What to work on ▸
Give back every record that follows, exactly as written.

Given records ▸
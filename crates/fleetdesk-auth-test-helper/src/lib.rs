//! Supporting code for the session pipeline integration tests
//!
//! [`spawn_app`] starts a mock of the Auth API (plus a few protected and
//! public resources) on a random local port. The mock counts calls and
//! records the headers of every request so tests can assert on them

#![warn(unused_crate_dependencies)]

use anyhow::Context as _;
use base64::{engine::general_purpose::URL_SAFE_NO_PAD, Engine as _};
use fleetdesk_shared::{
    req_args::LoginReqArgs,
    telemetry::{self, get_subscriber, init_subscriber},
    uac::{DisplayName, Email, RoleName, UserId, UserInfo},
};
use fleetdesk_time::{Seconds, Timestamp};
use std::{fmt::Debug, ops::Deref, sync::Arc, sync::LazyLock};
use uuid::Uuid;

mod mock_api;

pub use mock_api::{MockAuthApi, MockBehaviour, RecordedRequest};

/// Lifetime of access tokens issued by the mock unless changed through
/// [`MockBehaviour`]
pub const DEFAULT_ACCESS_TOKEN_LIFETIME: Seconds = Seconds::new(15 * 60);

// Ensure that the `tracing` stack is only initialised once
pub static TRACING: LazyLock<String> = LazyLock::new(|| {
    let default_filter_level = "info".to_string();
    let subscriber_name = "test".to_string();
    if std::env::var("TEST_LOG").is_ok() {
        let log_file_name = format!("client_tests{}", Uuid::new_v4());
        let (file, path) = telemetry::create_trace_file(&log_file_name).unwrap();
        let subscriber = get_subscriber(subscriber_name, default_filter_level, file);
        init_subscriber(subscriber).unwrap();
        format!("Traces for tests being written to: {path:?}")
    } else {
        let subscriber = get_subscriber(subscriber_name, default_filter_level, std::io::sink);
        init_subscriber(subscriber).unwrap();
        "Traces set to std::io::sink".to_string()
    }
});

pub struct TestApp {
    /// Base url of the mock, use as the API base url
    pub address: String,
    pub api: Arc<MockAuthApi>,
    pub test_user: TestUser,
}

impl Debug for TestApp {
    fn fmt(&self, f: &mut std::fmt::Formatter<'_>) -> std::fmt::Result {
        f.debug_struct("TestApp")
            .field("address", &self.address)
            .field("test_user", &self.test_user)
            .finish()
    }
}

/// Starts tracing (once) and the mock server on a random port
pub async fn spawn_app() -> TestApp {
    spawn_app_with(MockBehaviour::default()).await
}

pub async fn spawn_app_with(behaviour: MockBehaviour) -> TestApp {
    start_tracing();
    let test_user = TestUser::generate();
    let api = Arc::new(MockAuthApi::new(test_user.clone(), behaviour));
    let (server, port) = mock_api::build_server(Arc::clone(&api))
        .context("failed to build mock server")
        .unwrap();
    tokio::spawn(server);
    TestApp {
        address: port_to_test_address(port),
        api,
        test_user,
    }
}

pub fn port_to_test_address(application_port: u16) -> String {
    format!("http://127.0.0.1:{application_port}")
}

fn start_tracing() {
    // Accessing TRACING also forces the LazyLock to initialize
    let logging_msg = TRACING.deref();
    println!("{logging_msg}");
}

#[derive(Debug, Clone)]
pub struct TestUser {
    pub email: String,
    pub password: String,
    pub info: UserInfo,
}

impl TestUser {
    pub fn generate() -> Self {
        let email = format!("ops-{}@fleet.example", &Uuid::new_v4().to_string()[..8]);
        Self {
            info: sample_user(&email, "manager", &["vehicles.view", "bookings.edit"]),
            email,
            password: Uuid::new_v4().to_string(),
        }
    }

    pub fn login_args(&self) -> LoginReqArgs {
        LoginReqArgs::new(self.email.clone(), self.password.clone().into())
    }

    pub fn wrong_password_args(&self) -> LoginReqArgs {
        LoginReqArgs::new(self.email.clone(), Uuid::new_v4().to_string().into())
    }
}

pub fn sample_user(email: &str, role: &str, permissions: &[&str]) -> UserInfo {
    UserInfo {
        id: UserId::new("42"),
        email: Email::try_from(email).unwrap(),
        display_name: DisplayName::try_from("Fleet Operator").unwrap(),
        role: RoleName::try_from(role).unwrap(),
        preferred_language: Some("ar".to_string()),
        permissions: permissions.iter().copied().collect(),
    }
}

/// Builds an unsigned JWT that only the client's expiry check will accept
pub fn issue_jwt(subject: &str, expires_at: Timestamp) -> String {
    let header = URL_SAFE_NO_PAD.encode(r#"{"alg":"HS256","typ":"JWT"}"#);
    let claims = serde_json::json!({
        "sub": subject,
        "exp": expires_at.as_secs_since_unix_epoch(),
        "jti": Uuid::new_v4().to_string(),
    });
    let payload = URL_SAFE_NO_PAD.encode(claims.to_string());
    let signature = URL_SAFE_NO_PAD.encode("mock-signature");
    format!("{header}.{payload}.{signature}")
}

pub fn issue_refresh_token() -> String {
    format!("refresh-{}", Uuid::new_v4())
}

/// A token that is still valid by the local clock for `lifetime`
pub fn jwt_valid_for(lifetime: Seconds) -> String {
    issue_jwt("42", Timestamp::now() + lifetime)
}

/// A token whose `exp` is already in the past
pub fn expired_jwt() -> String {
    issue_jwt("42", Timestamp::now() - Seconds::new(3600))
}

Task answer ▸
filename crates/fleetdesk-auth-test-helper/src/lib.rs
//! Supporting code for the session pipeline integration tests
//!
//! [`spawn_app`] starts a mock of the Auth API (plus a few protected and
//! public resources) on a random local port. The mock counts calls and
//! records the headers of every request so tests can assert on them

#![warn(unused_crate_dependencies)]

use anyhow::Context as _;
use base64::{engine::general_purpose::URL_SAFE_NO_PAD, Engine as _};
use fleetdesk_shared::{
    req_args::LoginReqArgs,
    telemetry::{self, get_subscriber, init_subscriber},
    uac::{DisplayName, Email, RoleName, UserId, UserInfo},
};
use fleetdesk_time::{Seconds, Timestamp};
use std::{fmt::Debug, ops::Deref, sync::Arc, sync::LazyLock};
use uuid::Uuid;

mod mock_api;

pub use mock_api::{MockAuthApi, MockBehaviour, RecordedRequest};

/// Lifetime of access tokens issued by the mock unless changed through
/// [`MockBehaviour`]
pub const DEFAULT_ACCESS_TOKEN_LIFETIME: Seconds = Seconds::new(15 * 60);

// Ensure that the `tracing` stack is only initialised once
pub static TRACING: LazyLock<String> = LazyLock::new(|| {
    let default_filter_level = "info".to_string();
    let subscriber_name = "test".to_string();
    if std::env::var("TEST_LOG").is_ok() {
        let log_file_name = format!("client_tests{}", Uuid::new_v4());
        let (file, path) = telemetry::create_trace_file(&log_file_name).unwrap();
        let subscriber = get_subscriber(subscriber_name, default_filter_level, file);
        init_subscriber(subscriber).unwrap();
        format!("Traces for tests being written to: {path:?}")
    } else {
        let subscriber = get_subscriber(subscriber_name, default_filter_level, std::io::sink);
        init_subscriber(subscriber).unwrap();
        "Traces set to std::io::sink".to_string()
    }
});

pub struct TestApp {
    /// Base url of the mock, use as the API base url
    pub address: String,
    pub api: Arc<MockAuthApi>,
    pub test_user: TestUser,
}

impl Debug for TestApp {
    fn fmt(&self, f: &mut std::fmt::Formatter<'_>) -> std::fmt::Result {
        f.debug_struct("TestApp")
            .field("address", &self.address)
            .field("test_user", &self.test_user)
            .finish()
    }
}

/// Starts tracing (once) and the mock server on a random port
pub async fn spawn_app() -> TestApp {
    spawn_app_with(MockBehaviour::default()).await
}

pub async fn spawn_app_with(behaviour: MockBehaviour) -> TestApp {
    start_tracing();
    let test_user = TestUser::generate();
    let api = Arc::new(MockAuthApi::new(test_user.clone(), behaviour));
    let (server, port) = mock_api::build_server(Arc::clone(&api))
        .context("failed to build mock server")
        .unwrap();
    tokio::spawn(server);
    TestApp {
        address: port_to_test_address(port),
        api,
        test_user,
    }
}

pub fn port_to_test_address(application_port: u16) -> String {
    format!("http://127.0.0.1:{application_port}")
}

fn start_tracing() {
    // Accessing TRACING also forces the LazyLock to initialize
    let logging_msg = TRACING.deref();
    println!("{logging_msg}");
}

#[derive(Debug, Clone)]
pub struct TestUser {
    pub email: String,
    pub password: String,
    pub info: UserInfo,
}

impl TestUser {
    pub fn generate() -> Self {
        let email = format!("ops-{}@fleet.example", &Uuid::new_v4().to_string()[..8]);
        Self {
            info: sample_user(&email, "manager", &["vehicles.view", "bookings.edit"]),
            email,
            password: Uuid::new_v4().to_string(),
        }
    }

    pub fn login_args(&self) -> LoginReqArgs {
        LoginReqArgs::new(self.email.clone(), self.password.clone().into())
    }

    pub fn wrong_password_args(&self) -> LoginReqArgs {
        LoginReqArgs::new(self.email.clone(), Uuid::new_v4().to_string().into())
    }
}

pub fn sample_user(email: &str, role: &str, permissions: &[&str]) -> UserInfo {
    UserInfo {
        id: UserId::new("42"),
        email: Email::try_from(email).unwrap(),
        display_name: DisplayName::try_from("Fleet Operator").unwrap(),
        role: RoleName::try_from(role).unwrap(),
        preferred_language: Some("ar".to_string()),
        permissions: permissions.iter().copied().collect(),
    }
}

/// Builds an unsigned JWT that only the client's expiry check will accept
pub fn issue_jwt(subject: &str, expires_at: Timestamp) -> String {
    let header = URL_SAFE_NO_PAD.encode(r#"{"alg":"HS256","typ":"JWT"}"#);
    let claims = serde_json::json!({
        "sub": subject,
        "exp": expires_at.as_secs_since_unix_epoch(),
        "jti": Uuid::new_v4().to_string(),
    });
    let payload = URL_SAFE_NO_PAD.encode(claims.to_string());
    let signature = URL_SAFE_NO_PAD.encode("mock-signature");
    format!("{header}.{payload}.{signature}")
}

pub fn issue_refresh_token() -> String {
    format!("refresh-{}", Uuid::new_v4())
}

/// A token that is still valid by the local clock for `lifetime`
pub fn jwt_valid_for(lifetime: Seconds) -> String {
    issue_jwt("42", Timestamp::now() + lifetime)
}

/// A token whose `exp` is already in the past
pub fn expired_jwt() -> String {
    issue_jwt("42", Timestamp::now() - Seconds::new(3600))
}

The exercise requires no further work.